## WHAT IS NEEDED
Scan the lines below for "hasher" and copy the matches.

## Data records

- - - -

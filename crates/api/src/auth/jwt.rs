//! JWT access-token generation/validation and refresh-token helpers.
//!
//! Access tokens are HS256-signed JWTs containing a [`Claims`] payload.
//! Refresh tokens are opaque random strings; only their SHA-256 hash is
//! stored server-side so a database leak does not compromise active sessions.

use jsonwebtoken::{decode, encode, DecodingKey, EncodingKey, Header, Validation};
use promis_core::types::DbId;
use serde::{Deserialize, Serialize};
use sha2::{Digest, Sha256};
use uuid::Uuid;

/// JWT claims embedded in every access token.
///
/// Identity is fully request-scoped: user id, role, and institution all
/// travel in the token so handlers never consult ambient session state.
#[derive(Debug, Serialize, Deserialize, Clone)]
pub struct Claims {
    /// Subject -- the user's internal database id.
    pub sub: DbId,
    /// The user's role name (e.g. `"admin"`, `"registrar"`).
    pub role: String,
    /// The user's institution scoping key, if any.
    pub inst: Option<String>,
    /// Expiration time (UTC Unix timestamp).
    pub exp: i64,
    /// Issued-at time (UTC Unix timestamp).
    pub iat: i64,
    /// Unique token identifier (UUID v4) for revocation / audit.
    pub jti: String,
}

/// Configuration for JWT token generation and validation.
#[derive(Debug, Clone)]
pub struct JwtConfig {
    /// HMAC-SHA256 secret used to sign and verify tokens.
    pub secret: String,
    /// Access token lifetime in minutes (default: 15).
    pub access_token_expiry_mins: i64,
    /// Refresh token lifetime in days (default: 7).
    pub refresh_token_expiry_days: i64,
}

/// Default access token expiry in minutes.
const DEFAULT_ACCESS_EXPIRY_MINS: i64 = 15;
/// Default refresh token expiry in days.
const DEFAULT_REFRESH_EXPIRY_DAYS: i64 = 7;

impl JwtConfig {
    /// Load JWT configuration from environment variables.
    ///
    /// | Env Var                    | Required | Default |
    /// |----------------------------|----------|---------|
    /// | `JWT_SECRET`               | **yes**  | --      |
    /// | `JWT_ACCESS_EXPIRY_MINS`   | no       | `15`    |
    /// | `JWT_REFRESH_EXPIRY_DAYS`  | no       | `7`     |
    ///
    /// # Panics
    ///
    /// Panics if `JWT_SECRET` is not set or is empty.
    pub fn from_env() -> Self {
        let secret =
            std::env::var("JWT_SECRET").expect("JWT_SECRET must be set in the environment");
        assert!(!secret.is_empty(), "JWT_SECRET must not be empty");

        let access_token_expiry_mins: i64 = std::env::var("JWT_ACCESS_EXPIRY_MINS")
            .unwrap_or_else(|_| DEFAULT_ACCESS_EXPIRY_MINS.to_string())
            .parse()
            .expect("JWT_ACCESS_EXPIRY_MINS must be a valid i64");

        let refresh_token_expiry_days: i64 = std::env::var("JWT_REFRESH_EXPIRY_DAYS")
            .unwrap_or_else(|_| DEFAULT_REFRESH_EXPIRY_DAYS.to_string())
            .parse()
            .expect("JWT_REFRESH_EXPIRY_DAYS must be a valid i64");

        Self {
            secret,
            access_token_expiry_mins,
            refresh_token_expiry_days,
        }
    }
}

/// Generate an HS256 access token for the given user.
pub fn generate_access_token(
    user_id: DbId,
    role: &str,
    institution_id: Option<&str>,
    config: &JwtConfig,
) -> Result<String, jsonwebtoken::errors::Error> {
    let now = chrono::Utc::now().timestamp();
    let exp = now + config.access_token_expiry_mins * 60;

    let claims = Claims {
        sub: user_id,
        role: role.to_string(),
        inst: institution_id.map(str::to_string),
        exp,
        iat: now,
        jti: Uuid::new_v4().to_string(),
    };

    encode(
        &Header::default(), // HS256
        &claims,
        &EncodingKey::from_secret(config.secret.as_bytes()),
    )
}

/// Validate and decode an access token, returning the embedded [`Claims`].
///
/// Validates the signature, expiration, and issued-at claims automatically.
pub fn validate_token(
    token: &str,
    config: &JwtConfig,
) -> Result<Claims, jsonwebtoken::errors::Error> {
    let token_data = decode::<Claims>(
        token,
        &DecodingKey::from_secret(config.secret.as_bytes()),
        &Validation::default(), // HS256, validates exp
    )?;
    Ok(token_data.claims)
}

/// Generate a cryptographically random refresh token.
///
/// Returns a tuple of `(plaintext_token, sha256_hex_hash)`. The plaintext is
/// sent to the client; only the hash should be persisted server-side.
pub fn generate_refresh_token() -> (String, String) {
    let plaintext = Uuid::new_v4().to_string();
    let hash = hash_refresh_token(&plaintext);
    (plaintext, hash)
}

/// Compute the SHA-256 hex digest of a refresh token.
///
/// Use this to compare an incoming refresh token against the stored hash.
pub fn hash_refresh_token(token: &str) -> String {
    let mut hasher = Sha256::new();
    hasher.update(token.as_bytes());
    format!("{:x}", hasher.finalize())
}

#[cfg(test)]
mod tests {
    use super::*;

    /// Helper to build a test config with a known secret.
    fn test_config() -> JwtConfig {
        JwtConfig {
            secret: "test-secret-that-is-long-enough-for-hmac".to_string(),
            access_token_expiry_mins: 15,
            refresh_token_expiry_days: 7,
        }
    }

    #[test]
    fn test_generate_and_validate_access_token() {
        let config = test_config();
        let token = generate_access_token(42, "registrar", Some("UOC"), &config)
            .expect("token generation should succeed");

        let claims = validate_token(&token, &config).expect("token validation should succeed");
        assert_eq!(claims.sub, 42);
        assert_eq!(claims.role, "registrar");
        assert_eq!(claims.inst.as_deref(), Some("UOC"));
        assert!(claims.exp > claims.iat);
        assert!(!claims.jti.is_empty());
    }

    #[test]
    fn test_token_without_institution() {
        let config = test_config();
        let token = generate_access_token(1, "admin", None, &config)
            .expect("token generation should succeed");
        let claims = validate_token(&token, &config).expect("token validation should succeed");
        assert_eq!(claims.inst, None);
    }

    #[test]
    fn test_expired_token_fails() {
        let config = test_config();

        // Manually create an already-expired token.
        // Use a margin well beyond the default 60-second leeway.
        let now = chrono::Utc::now().timestamp();
        let claims = Claims {
            sub: 1,
            role: "physical_staff".to_string(),
            inst: None,
            exp: now - 300, // expired 5 minutes ago (well past leeway)
            iat: now - 600,
            jti: Uuid::new_v4().to_string(),
        };

        let token = encode(
            &Header::default(),
            &claims,
            &EncodingKey::from_secret(config.secret.as_bytes()),
        )
        .expect("encoding should succeed");

        let result = validate_token(&token, &config);
        assert!(result.is_err(), "expired token must fail validation");
    }

    #[test]
    fn test_refresh_token_hash_matches() {
        let (plaintext, hash) = generate_refresh_token();

        // Re-hashing the same plaintext must produce the same digest.
        let rehashed = hash_refresh_token(&plaintext);
        assert_eq!(hash, rehashed, "hash of the same token must be stable");

        // Sanity: the hash should be a 64-char hex string (SHA-256).
        assert_eq!(hash.len(), 64);
    }

    #[test]
    fn test_different_secrets_fail() {
        let config_a = JwtConfig {
            secret: "secret-alpha".to_string(),
            access_token_expiry_mins: 15,
            refresh_token_expiry_days: 7,
        };
        let config_b = JwtConfig {
            secret: "secret-bravo".to_string(),
            access_token_expiry_mins: 15,
            refresh_token_expiry_days: 7,
        };

        let token = generate_access_token(1, "registrar", None, &config_a)
            .expect("token generation should succeed");

        let result = validate_token(&token, &config_b);
        assert!(
            result.is_err(),
            "token signed with a different secret must fail"
        );
    }
}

- - - -

## EXERCISE ANSWER
    let mut hasher = Sha256::new();
    hasher.update(token.as_bytes());
    format!("{:x}", hasher.finalize())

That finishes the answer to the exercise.